シュン、と俯く一郎に寂雷さんは優しく声をかけている。この扱いの差よ。

『え〜!俺の貴重なオモチャが!』
「人をオモチャ呼ばわりするんじゃありません」
『痛っ!ちょっと痛いよ寂雷さんホントに!!』

ゴツ、再び俺の頭上に落ちてきた拳と言う名の隕石である。神と崇められる天才医師の非道を俺は今体感しているのだ。

「ハハ!ざまあみやがれなまえ!」
『ねえほら寂雷さん、あいつ、イチローちゃんが年長者敬ってくれないんだけど!』
「こういうのを自業自得と言うんだよなまえ君、覚えておきなさい」
『はい…ってマジかよ!』

元気良くノリ突っ込みをしたものの、この流れ、ギャグ等ではなく、寂雷さんは真剣に言っているのである。それもまた切ない話なわけだが。

「それじゃ寂雷さん、この辺で」
「ああ、また」
『え、イチローちゃんどこ行くんだよ』
「仕事だよ!俺は忙しいんだ。てめえに付き合ってる暇はねえ!じゃあな!」
『ええ〜。酷くない?…あ〜もう。…またな一郎!』

フイッ、と軽やかに俺に背を向けた一郎をジト目で見送りつつ、声をかけたものの。背中を向けたまま、手を振られた。

「…全く、なまえ君。会議の後、急に居なくなったと思ったら」
『んん〜。ごめん、寂雷さん』
「まあ、一郎君に会えて良かったね」
『うん。そだね。』

静かな寂雷さんの声と柔らかい言葉に、俺の頭はゆっくりと項垂れていく。なんとなくセンチメンタルな気分だった。

「今後はこういう事はやめるように。悪目立ちすれば、バトルに出られないだけでは済まないかも知れない」

寂雷さんは、幾分か下にある俺の頭をポンポンと優しく叩きながら諭すように言葉を続けていく。

「マイクを取り上げられたり、捕まえられてしまう場合だってある。
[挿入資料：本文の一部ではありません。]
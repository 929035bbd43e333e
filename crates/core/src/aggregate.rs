//! Aggregate root trait and optimistic concurrency expectations.

use crate::error::{DomainError, DomainResult};

/// Aggregate root marker + minimal interface.
///
/// Stock records, orders and restock requests are all aggregates: each one is
/// loaded, decided on, and written back as a single versioned record.
pub trait AggregateRoot {
    /// Strongly-typed aggregate identifier.
    type Id: Clone + Eq + core::hash::Hash + core::fmt::Debug;

    /// Returns the aggregate identifier.
    fn id(&self) -> &Self::Id;

    /// Monotonically increasing version of the aggregate's state.
    ///
    /// Incremented once per applied event. Stores use it as the optimistic
    /// concurrency token when the aggregate is written back.
    fn version(&self) -> u64;
}

/// Optimistic concurrency expectation for a stored record.
#[derive(Debug, Copy, Clone, PartialEq, Eq)]
pub enum ExpectedVersion {
    /// Skip version checking.
    Any,
    /// Require the record to be at an exact version (`0` means "must not exist yet").
    Exact(u64),
}

impl ExpectedVersion {
    pub fn matches(self, actual: u64) -> bool {
        match self {
            ExpectedVersion::Any => true,
            ExpectedVersion::Exact(v) => v == actual,
        }
    }

    pub fn check(self, actual: u64) -> DomainResult<()> {
        if self.matches(actual) {
            Ok(())
        } else {
            Err(DomainError::conflict(format!(
                "optimistic concurrency check failed (expected: {self:?}, actual: {actual})"
            )))
        }
    }
}

/// Aggregate execution semantics (pure, deterministic).
///
/// - **Decision logic**: `handle(&self, cmd)` returns events.
/// - **State mutation**: `apply(&mut self, event)` evolves state.
///
/// An empty event list from `handle` means the command is already satisfied by
/// the current state (idempotent no-op).
pub trait Aggregate: AggregateRoot {
    type Command: Clone + core::fmt::Debug;
    type Event: Clone + core::fmt::Debug;
    type Error: core::fmt::Debug;

    /// Evolve in-memory state from a single event.
    fn apply(&mut self, event: &Self::Event);

    /// Decide which events to emit given the current state and a command.
    ///
    /// This must not mutate state. State evolution is done through `apply`.
    fn handle(&self, command: &Self::Command) -> Result<Vec<Self::Event>, Self::Error>;
}
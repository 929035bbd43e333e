//! Optimistic commit retry.

use std::thread;
use std::time::Duration;

use tracing::{debug, warn};

use crate::config::EngineConfig;
use crate::error::EngineError;

/// How often a read-decide-commit cycle is retried after a version conflict.
#[derive(Debug, Clone, Copy, PartialEq, Eq)]
pub struct CommitPolicy {
    pub max_attempts: u32,
    pub backoff: Duration,
}

impl Default for CommitPolicy {
    fn default() -> Self {
        Self::from(&EngineConfig::default())
    }
}

impl From<&EngineConfig> for CommitPolicy {
    fn from(config: &EngineConfig) -> Self {
        Self {
            max_attempts: config.max_commit_attempts.max(1),
            backoff: config.retry_backoff,
        }
    }
}

impl CommitPolicy {
    /// Run `attempt` until it succeeds, fails with anything other than a store
    /// conflict, or runs out of attempts.
    ///
    /// Each attempt must reload what it reads: a conflict means its snapshot
    /// is stale.
    pub fn run<T, F>(&self, operation: &'static str, mut attempt: F) -> Result<T, EngineError>
    where
        F: FnMut() -> Result<T, EngineError>,
    {
        for n in 1..=self.max_attempts {
            match attempt() {
                Err(err) if err.is_conflict() => {
                    debug!(operation, attempt = n, error = %err, "commit conflict; retrying");
                    if n < self.max_attempts && !self.backoff.is_zero() {
                        thread::sleep(self.backoff * n);
                    }
                }
                other => return other,
            }
        }

        warn!(
            operation,
            attempts = self.max_attempts,
            "commit attempts exhausted"
        );
        Err(EngineError::ConcurrencyExhausted {
            operation,
            attempts: self.max_attempts,
        })
    }
}
//! Low-stock detection and restock request handling.
//!
//! `evaluate` runs after the commit that changed a product's counters, never
//! inside it. It may therefore run more than once for the same change; the
//! single-open-request rule in the store turns duplicates into no-ops.

use chrono::{DateTime, Utc};
use tracing::{debug, info, instrument};

use stockflow_core::{Aggregate, AggregateId, AggregateRoot, ExpectedVersion};
use stockflow_events::EventBus;
use stockflow_inventory::ProductId;
use stockflow_purchasing::{
    FulfillRestockRequest, MarkRestockSent, OpenRestockRequest, RestockCommand, RestockEvent,
    RestockPolicy, RestockRequest, RestockRequestFulfilled, RestockRequestId,
};

use crate::error::EngineError;
use crate::ledger::{Committed, LedgerBatch};
use crate::notifications::{EngineEvent, publish_all};
use crate::retry::CommitPolicy;
use crate::store::{EngineStore, UnitOfWork};
use crate::worker::{EventWorker, WorkerHandle};

/// Stock figures that put a product below its reorder threshold.
#[derive(Debug, Clone, Copy, PartialEq, Eq)]
pub struct LowStock {
    pub product_id: ProductId,
    pub available: i64,
    pub total: i64,
    pub reorder_threshold: i64,
    pub detected_at: DateTime<Utc>,
}

/// Result of one restock evaluation.
#[derive(Debug, Clone, PartialEq, Eq)]
pub enum Evaluation {
    /// Deactivated products are not reordered.
    Inactive,
    Sufficient {
        available: i64,
        reorder_threshold: i64,
    },
    /// Below threshold, but a pending or sent request already covers it.
    AlreadyRequested {
        low: LowStock,
        request: RestockRequest,
    },
    /// Below threshold; this evaluation opened a new request.
    Requested {
        low: LowStock,
        request: RestockRequest,
    },
}

impl Evaluation {
    pub fn request(&self) -> Option<&RestockRequest> {
        match self {
            Evaluation::AlreadyRequested { request, .. } | Evaluation::Requested { request, .. } => {
                Some(request)
            }
            _ => None,
        }
    }

    pub fn is_new_request(&self) -> bool {
        matches!(self, Evaluation::Requested { .. })
    }

    /// Notifications for this outcome: `LowStockDetected` whenever the product
    /// is below threshold, plus `RestockRequested` when a request was opened.
    pub fn events(&self) -> Vec<EngineEvent> {
        let (low, opened) = match self {
            Evaluation::AlreadyRequested { low, .. } => (low, None),
            Evaluation::Requested { low, request } => (low, Some(request)),
            Evaluation::Inactive | Evaluation::Sufficient { .. } => return vec![],
        };

        let mut events = vec![EngineEvent::LowStockDetected {
            product_id: low.product_id,
            available: low.available,
            reorder_threshold: low.reorder_threshold,
            occurred_at: low.detected_at,
        }];
        events.extend(opened.and_then(EngineEvent::restock_requested));
        events
    }
}

/// Outcome of fulfilling a request.
#[derive(Debug, Clone, PartialEq, Eq)]
pub struct Fulfillment {
    pub request: RestockRequest,
    /// `None` when the request had already been fulfilled.
    pub event: Option<RestockRequestFulfilled>,
}

#[derive(Debug, Clone)]
pub struct RestockTrigger<S> {
    store: S,
    policy: RestockPolicy,
    commit: CommitPolicy,
}

impl<S> RestockTrigger<S>
where
    S: EngineStore,
{
    pub fn new(store: S, policy: RestockPolicy, commit: CommitPolicy) -> Self {
        Self {
            store,
            policy,
            commit,
        }
    }

    pub fn policy(&self) -> RestockPolicy {
        self.policy
    }

    pub fn request(&self, request_id: RestockRequestId) -> Result<RestockRequest, EngineError> {
        self.store
            .load_restock_request(request_id)?
            .ok_or(EngineError::RestockRequestNotFound(request_id))
    }

    /// Open a restock request if `product_id` is below threshold and none is open.
    #[instrument(skip(self), fields(product_id = %product_id), err)]
    pub fn evaluate(&self, product_id: ProductId) -> Result<Evaluation, EngineError> {
        self.commit
            .run("evaluate_restock", || self.try_evaluate(product_id))
    }

    fn try_evaluate(&self, product_id: ProductId) -> Result<Evaluation, EngineError> {
        let record = self
            .store
            .load_stock(product_id)?
            .ok_or(EngineError::ProductNotFound(product_id))?;

        if !record.is_active() {
            debug!(product_id = %product_id, "inactive product; restock skipped");
            return Ok(Evaluation::Inactive);
        }

        let available = record.available();
        let reorder_threshold = record.reorder_threshold();
        if !record.is_below_threshold() {
            debug!(product_id = %product_id, available, reorder_threshold, "stock sufficient");
            return Ok(Evaluation::Sufficient {
                available,
                reorder_threshold,
            });
        }

        let now = Utc::now();
        let low = LowStock {
            product_id,
            available,
            total: record.level().total,
            reorder_threshold,
            detected_at: now,
        };

        if let Some(request) = self.store.open_restock_request(product_id)? {
            debug!(
                product_id = %product_id,
                request_id = %request.id_typed(),
                "restock already requested"
            );
            return Ok(Evaluation::AlreadyRequested { low, request });
        }

        let request_id = RestockRequestId::new(AggregateId::new());
        let mut request = RestockRequest::empty(request_id);
        let command = RestockCommand::Open(OpenRestockRequest {
            request_id,
            product_id,
            current_stock: available,
            requested_quantity: self.policy.requested_quantity(reorder_threshold, low.total),
            occurred_at: now,
        });
        for event in request
            .handle(&command)
            .map_err(|e| EngineError::from_restock(request_id, e))?
        {
            request.apply(&event);
        }

        // A concurrent evaluation that opened one first turns this into a
        // conflict; the retry then sees its request.
        let mut unit = UnitOfWork::new();
        unit.put_restock_request(request.clone(), ExpectedVersion::Exact(0));
        self.store.commit(unit)?;

        info!(
            product_id = %product_id,
            request_id = %request_id,
            requested_quantity = request.requested_quantity(),
            available,
            "restock requested"
        );
        Ok(Evaluation::Requested { low, request })
    }

    /// PENDING → SENT once the supplier has been notified.
    #[instrument(skip(self), fields(request_id = %request_id), err)]
    pub fn mark_sent(&self, request_id: RestockRequestId) -> Result<RestockRequest, EngineError> {
        self.commit.run("mark_restock_sent", || {
            let mut request = self.request(request_id)?;
            let loaded_version = request.version();

            let events = request
                .handle(&RestockCommand::MarkSent(MarkRestockSent {
                    request_id,
                    occurred_at: Utc::now(),
                }))
                .map_err(|e| EngineError::from_restock(request_id, e))?;
            if events.is_empty() {
                return Ok(request);
            }
            for event in &events {
                request.apply(event);
            }

            let mut unit = UnitOfWork::new();
            unit.put_restock_request(request.clone(), ExpectedVersion::Exact(loaded_version));
            self.store.commit(unit)?;
            Ok(request)
        })
    }

    /// Record received goods: the request becomes FULFILLED and the stock is
    /// restocked in the same commit.
    #[instrument(skip(self), fields(request_id = %request_id), err)]
    pub fn fulfill(
        &self,
        request_id: RestockRequestId,
        received_quantity: i64,
    ) -> Result<Committed<Fulfillment>, EngineError> {
        self.commit.run("fulfill_restock", || {
            self.try_fulfill(request_id, received_quantity)
        })
    }

    fn try_fulfill(
        &self,
        request_id: RestockRequestId,
        received_quantity: i64,
    ) -> Result<Committed<Fulfillment>, EngineError> {
        let mut request = self.request(request_id)?;
        let loaded_version = request.version();
        let now = Utc::now();

        let events = request
            .handle(&RestockCommand::Fulfill(FulfillRestockRequest {
                request_id,
                received_quantity,
                occurred_at: now,
            }))
            .map_err(|e| EngineError::from_restock(request_id, e))?;

        let fulfilled = events.iter().find_map(|e| match e {
            RestockEvent::Fulfilled(f) => Some(f.clone()),
            _ => None,
        });
        let Some(fulfilled) = fulfilled else {
            debug!(request_id = %request_id, "restock request already fulfilled");
            return Ok(Committed {
                value: Fulfillment {
                    request,
                    event: None,
                },
                audit: vec![],
            });
        };

        let mut batch = LedgerBatch::new(&self.store, now);
        batch.restock(fulfilled.product_id, fulfilled.received_quantity)?;
        for event in &events {
            request.apply(event);
        }

        let mut unit = batch.into_unit();
        unit.put_restock_request(request.clone(), ExpectedVersion::Exact(loaded_version));
        let audit = self.store.commit(unit)?;

        info!(
            request_id = %request_id,
            product_id = %fulfilled.product_id,
            received_quantity,
            "restock fulfilled"
        );
        Ok(Committed {
            value: Fulfillment {
                request,
                event: Some(fulfilled),
            },
            audit,
        })
    }
}

/// Background restock evaluation driven by `StockChanged` events.
///
/// Used when evaluation is not run inline after each commit. Duplicate or
/// stale `StockChanged` deliveries are harmless: each one re-reads the
/// current counters.
#[derive(Debug)]
pub struct RestockWorker;

impl RestockWorker {
    pub fn spawn<S, B>(bus: B, trigger: RestockTrigger<S>) -> WorkerHandle
    where
        S: EngineStore + 'static,
        B: EventBus<EngineEvent> + Clone + 'static,
    {
        let publisher = bus.clone();
        EventWorker::spawn("restock-worker", &bus, move |event: EngineEvent| {
            let EngineEvent::StockChanged { product_id, .. } = event else {
                return Ok::<(), EngineError>(());
            };
            let evaluation = trigger.evaluate(product_id)?;
            publish_all(&publisher, evaluation.events());
            Ok(())
        })
    }
}
//! Purchasing domain module (supplier restock requests).
//!
//! Pure, deterministic domain logic: no IO, no storage. Deduplication of open
//! requests per product is enforced by the store, not by the aggregate.

pub mod request;

pub use request::{
    FulfillRestockRequest, MarkRestockSent, OpenRestockRequest, RestockCommand, RestockEvent,
    RestockPolicy, RestockRequest, RestockRequestFulfilled, RestockRequestId, RestockRequestOpened,
    RestockRequestSent, RestockStatus,
};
それでは君の大好きなラップバトル自体が出来なくなってしまうからね」
『うん。分かった〜』

ゆるゆると返事をすれば、寂雷さんは下がり眉を更に下げて困り顔。

『一郎、まだ左馬刻の事見てたや』
「そうかい」
『あんなに背中追っ掛けてた兄貴と殺り合うって、どんな気分かな』

ポツリ、俺の唇は言葉を零す。寂雷さんは静かに聞いて、ちゃんと返事をくれたのだ。

『…これからのバトル、俺、物凄く楽しみなんだ』
「うん。好戦的な君にとっては最高の舞台だろうね」
『でもやっぱ、ちょっと前までココの真ん中に居た奴等とぶつかるってのは、しんどいね』

俺が親指で心臓の辺りをトントンと示しながら言うと、寂雷さんは少しだけ唇で微笑みを象った。

「うん、…そうだね」

寂雷さんと俺の間にゆるり、夜の風が吹き抜けていった。